▶ [EXERCISE DETAILS]:
Go to the line in the entries below that holds "if LocalStorage::raw().set_item(key, value).is_err()" and repeat exactly from there through the line that holds "pub fn load_session()", inclusive.

════════

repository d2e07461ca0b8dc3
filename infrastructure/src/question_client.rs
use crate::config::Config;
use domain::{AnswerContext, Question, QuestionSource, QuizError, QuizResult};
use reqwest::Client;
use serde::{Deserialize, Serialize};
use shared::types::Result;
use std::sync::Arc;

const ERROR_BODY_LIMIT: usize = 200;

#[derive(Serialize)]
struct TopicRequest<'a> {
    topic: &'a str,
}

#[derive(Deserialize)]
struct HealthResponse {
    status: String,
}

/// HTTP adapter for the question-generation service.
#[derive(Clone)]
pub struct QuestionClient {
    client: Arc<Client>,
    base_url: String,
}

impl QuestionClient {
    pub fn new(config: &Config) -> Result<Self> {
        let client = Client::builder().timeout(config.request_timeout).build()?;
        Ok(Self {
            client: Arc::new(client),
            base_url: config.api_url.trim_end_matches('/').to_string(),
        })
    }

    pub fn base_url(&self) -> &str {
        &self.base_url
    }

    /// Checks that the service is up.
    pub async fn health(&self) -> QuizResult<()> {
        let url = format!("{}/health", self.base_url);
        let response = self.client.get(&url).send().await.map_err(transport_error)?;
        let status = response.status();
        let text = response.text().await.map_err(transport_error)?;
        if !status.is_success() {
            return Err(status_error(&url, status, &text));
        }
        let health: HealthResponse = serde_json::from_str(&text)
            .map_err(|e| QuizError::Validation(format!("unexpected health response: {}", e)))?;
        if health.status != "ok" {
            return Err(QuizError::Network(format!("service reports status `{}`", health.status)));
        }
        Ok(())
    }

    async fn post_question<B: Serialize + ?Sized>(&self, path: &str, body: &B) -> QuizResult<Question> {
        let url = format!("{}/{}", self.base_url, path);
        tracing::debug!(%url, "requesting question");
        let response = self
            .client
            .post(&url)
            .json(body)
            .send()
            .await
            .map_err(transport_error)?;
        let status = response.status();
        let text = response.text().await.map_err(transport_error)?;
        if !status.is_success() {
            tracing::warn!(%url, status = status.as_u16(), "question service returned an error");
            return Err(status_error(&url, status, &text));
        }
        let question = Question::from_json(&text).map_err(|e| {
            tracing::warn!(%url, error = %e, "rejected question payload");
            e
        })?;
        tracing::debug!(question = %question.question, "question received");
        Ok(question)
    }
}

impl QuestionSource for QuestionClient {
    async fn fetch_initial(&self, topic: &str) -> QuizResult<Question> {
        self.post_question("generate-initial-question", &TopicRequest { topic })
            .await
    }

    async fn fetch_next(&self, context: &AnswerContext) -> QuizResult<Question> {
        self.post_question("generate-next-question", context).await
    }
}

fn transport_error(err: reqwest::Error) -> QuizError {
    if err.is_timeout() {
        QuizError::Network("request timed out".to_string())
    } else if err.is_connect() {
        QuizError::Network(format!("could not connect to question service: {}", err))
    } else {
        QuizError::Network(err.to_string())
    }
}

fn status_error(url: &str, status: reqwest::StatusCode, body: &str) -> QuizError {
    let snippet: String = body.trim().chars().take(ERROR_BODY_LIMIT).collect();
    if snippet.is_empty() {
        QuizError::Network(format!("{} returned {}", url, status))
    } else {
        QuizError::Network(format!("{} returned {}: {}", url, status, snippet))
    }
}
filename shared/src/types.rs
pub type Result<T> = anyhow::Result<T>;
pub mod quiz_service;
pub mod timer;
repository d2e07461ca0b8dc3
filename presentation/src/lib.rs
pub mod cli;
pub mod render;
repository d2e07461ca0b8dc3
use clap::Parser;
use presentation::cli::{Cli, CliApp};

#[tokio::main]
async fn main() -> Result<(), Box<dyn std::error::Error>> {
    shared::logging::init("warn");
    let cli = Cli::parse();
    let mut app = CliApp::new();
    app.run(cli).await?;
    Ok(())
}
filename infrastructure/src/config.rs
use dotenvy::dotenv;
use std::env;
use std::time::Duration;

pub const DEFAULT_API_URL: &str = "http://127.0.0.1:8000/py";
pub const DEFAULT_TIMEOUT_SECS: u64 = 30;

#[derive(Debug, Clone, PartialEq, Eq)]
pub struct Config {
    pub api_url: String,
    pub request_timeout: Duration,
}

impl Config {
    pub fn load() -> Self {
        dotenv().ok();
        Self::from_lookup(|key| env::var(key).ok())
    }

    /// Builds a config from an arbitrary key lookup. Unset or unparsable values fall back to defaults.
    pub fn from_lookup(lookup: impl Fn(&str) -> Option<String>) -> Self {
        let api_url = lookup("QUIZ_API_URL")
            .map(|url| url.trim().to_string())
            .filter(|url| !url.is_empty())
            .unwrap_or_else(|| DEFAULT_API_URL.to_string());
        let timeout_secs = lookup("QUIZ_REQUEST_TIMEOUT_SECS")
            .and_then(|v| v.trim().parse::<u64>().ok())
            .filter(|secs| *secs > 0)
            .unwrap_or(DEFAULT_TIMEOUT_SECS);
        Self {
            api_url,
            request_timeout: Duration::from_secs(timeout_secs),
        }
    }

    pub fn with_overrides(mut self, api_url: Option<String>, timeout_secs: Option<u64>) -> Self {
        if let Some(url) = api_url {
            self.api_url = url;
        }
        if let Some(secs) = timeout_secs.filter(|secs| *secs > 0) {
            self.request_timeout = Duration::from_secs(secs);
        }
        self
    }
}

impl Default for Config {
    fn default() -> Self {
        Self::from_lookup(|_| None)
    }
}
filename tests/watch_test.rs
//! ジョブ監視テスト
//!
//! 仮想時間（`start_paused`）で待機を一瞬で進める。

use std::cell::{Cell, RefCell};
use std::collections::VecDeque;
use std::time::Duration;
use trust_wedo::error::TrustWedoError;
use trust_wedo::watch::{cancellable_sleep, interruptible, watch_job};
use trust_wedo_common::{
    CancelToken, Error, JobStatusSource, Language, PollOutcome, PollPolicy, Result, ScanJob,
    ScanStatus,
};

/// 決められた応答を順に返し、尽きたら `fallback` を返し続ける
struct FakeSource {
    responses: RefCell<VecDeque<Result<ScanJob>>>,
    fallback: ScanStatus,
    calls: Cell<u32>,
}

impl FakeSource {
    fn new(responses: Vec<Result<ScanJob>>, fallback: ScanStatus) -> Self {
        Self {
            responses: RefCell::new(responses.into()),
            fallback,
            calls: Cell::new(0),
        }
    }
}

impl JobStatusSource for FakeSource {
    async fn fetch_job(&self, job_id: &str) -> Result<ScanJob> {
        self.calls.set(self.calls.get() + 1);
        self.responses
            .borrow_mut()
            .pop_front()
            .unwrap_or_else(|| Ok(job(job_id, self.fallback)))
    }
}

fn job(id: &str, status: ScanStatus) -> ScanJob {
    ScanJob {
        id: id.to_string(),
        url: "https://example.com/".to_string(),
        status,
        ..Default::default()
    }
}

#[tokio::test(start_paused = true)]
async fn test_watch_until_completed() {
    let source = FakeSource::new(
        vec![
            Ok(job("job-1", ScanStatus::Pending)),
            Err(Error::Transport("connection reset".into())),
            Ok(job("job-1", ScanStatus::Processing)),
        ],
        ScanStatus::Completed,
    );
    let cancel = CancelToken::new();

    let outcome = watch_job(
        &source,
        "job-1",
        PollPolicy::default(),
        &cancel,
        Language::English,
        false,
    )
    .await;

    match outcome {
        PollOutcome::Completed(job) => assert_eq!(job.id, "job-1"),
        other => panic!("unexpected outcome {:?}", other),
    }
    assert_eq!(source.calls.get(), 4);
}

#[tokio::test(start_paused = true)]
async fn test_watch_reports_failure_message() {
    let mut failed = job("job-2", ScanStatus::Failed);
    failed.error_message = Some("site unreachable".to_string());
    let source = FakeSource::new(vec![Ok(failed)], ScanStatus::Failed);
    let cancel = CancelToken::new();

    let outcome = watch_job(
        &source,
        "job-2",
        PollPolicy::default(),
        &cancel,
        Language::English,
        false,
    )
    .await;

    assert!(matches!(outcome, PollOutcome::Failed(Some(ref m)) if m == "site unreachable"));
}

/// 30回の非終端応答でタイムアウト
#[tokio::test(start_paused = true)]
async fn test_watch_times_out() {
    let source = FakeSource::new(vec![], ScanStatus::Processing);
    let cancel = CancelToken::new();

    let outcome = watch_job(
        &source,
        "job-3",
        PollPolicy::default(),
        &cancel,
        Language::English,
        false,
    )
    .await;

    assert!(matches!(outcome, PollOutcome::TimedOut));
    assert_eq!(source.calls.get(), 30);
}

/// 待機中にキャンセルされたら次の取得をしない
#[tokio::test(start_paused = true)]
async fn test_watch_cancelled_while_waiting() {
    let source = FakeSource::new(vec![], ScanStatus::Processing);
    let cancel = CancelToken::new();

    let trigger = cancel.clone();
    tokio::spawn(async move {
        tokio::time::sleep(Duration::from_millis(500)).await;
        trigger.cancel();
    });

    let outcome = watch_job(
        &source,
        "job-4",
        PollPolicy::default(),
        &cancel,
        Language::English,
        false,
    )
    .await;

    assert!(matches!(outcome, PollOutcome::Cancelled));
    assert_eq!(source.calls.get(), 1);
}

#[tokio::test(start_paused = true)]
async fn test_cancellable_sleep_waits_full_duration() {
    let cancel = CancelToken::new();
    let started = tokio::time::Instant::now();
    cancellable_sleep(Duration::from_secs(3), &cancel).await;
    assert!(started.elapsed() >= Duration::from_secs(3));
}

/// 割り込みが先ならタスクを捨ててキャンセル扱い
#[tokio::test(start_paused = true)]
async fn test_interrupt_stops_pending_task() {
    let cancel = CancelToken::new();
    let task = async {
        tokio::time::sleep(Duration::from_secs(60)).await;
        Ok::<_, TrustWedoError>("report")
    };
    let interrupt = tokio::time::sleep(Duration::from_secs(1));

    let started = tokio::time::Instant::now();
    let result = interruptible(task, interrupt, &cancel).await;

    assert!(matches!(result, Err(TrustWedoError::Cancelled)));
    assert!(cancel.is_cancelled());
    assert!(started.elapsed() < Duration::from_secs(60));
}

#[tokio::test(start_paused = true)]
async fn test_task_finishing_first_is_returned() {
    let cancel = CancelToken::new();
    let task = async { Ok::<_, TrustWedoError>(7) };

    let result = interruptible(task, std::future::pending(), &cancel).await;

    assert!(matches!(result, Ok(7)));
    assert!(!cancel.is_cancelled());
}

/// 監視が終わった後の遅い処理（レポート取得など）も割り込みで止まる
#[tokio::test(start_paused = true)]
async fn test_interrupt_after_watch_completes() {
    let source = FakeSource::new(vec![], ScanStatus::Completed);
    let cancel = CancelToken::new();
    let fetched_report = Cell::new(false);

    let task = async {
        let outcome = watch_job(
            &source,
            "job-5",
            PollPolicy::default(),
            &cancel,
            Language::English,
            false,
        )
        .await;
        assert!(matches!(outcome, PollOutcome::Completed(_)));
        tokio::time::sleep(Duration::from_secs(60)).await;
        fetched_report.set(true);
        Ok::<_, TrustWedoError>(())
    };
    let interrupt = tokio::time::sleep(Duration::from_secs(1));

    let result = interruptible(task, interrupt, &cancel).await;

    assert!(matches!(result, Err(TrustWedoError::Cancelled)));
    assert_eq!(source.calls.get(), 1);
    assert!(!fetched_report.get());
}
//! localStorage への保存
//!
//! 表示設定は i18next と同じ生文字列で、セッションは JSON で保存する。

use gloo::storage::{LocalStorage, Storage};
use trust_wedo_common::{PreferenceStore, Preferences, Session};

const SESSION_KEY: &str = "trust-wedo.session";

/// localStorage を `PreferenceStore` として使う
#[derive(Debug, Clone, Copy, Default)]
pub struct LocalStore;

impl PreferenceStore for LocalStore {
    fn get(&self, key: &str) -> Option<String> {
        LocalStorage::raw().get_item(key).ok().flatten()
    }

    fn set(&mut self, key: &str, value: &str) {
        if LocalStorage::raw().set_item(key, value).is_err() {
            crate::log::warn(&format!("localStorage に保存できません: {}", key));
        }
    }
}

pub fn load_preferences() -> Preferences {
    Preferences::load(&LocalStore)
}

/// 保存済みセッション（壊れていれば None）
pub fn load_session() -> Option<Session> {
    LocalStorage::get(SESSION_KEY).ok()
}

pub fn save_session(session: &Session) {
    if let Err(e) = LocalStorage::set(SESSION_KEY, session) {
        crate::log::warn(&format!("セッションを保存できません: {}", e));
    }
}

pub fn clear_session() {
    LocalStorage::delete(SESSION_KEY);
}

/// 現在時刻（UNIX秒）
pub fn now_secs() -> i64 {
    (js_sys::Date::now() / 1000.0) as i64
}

════════

▶ [RESULT FOR THIS EXERCISE]:
        if LocalStorage::raw().set_item(key, value).is_err() {
            crate::log::warn(&format!("localStorage に保存できません: {}", key));
        }
    }
}

pub fn load_preferences() -> Preferences {
    Preferences::load(&LocalStore)
}

/// 保存済みセッション（壊れていれば None）
pub fn load_session() -> Option<Session> {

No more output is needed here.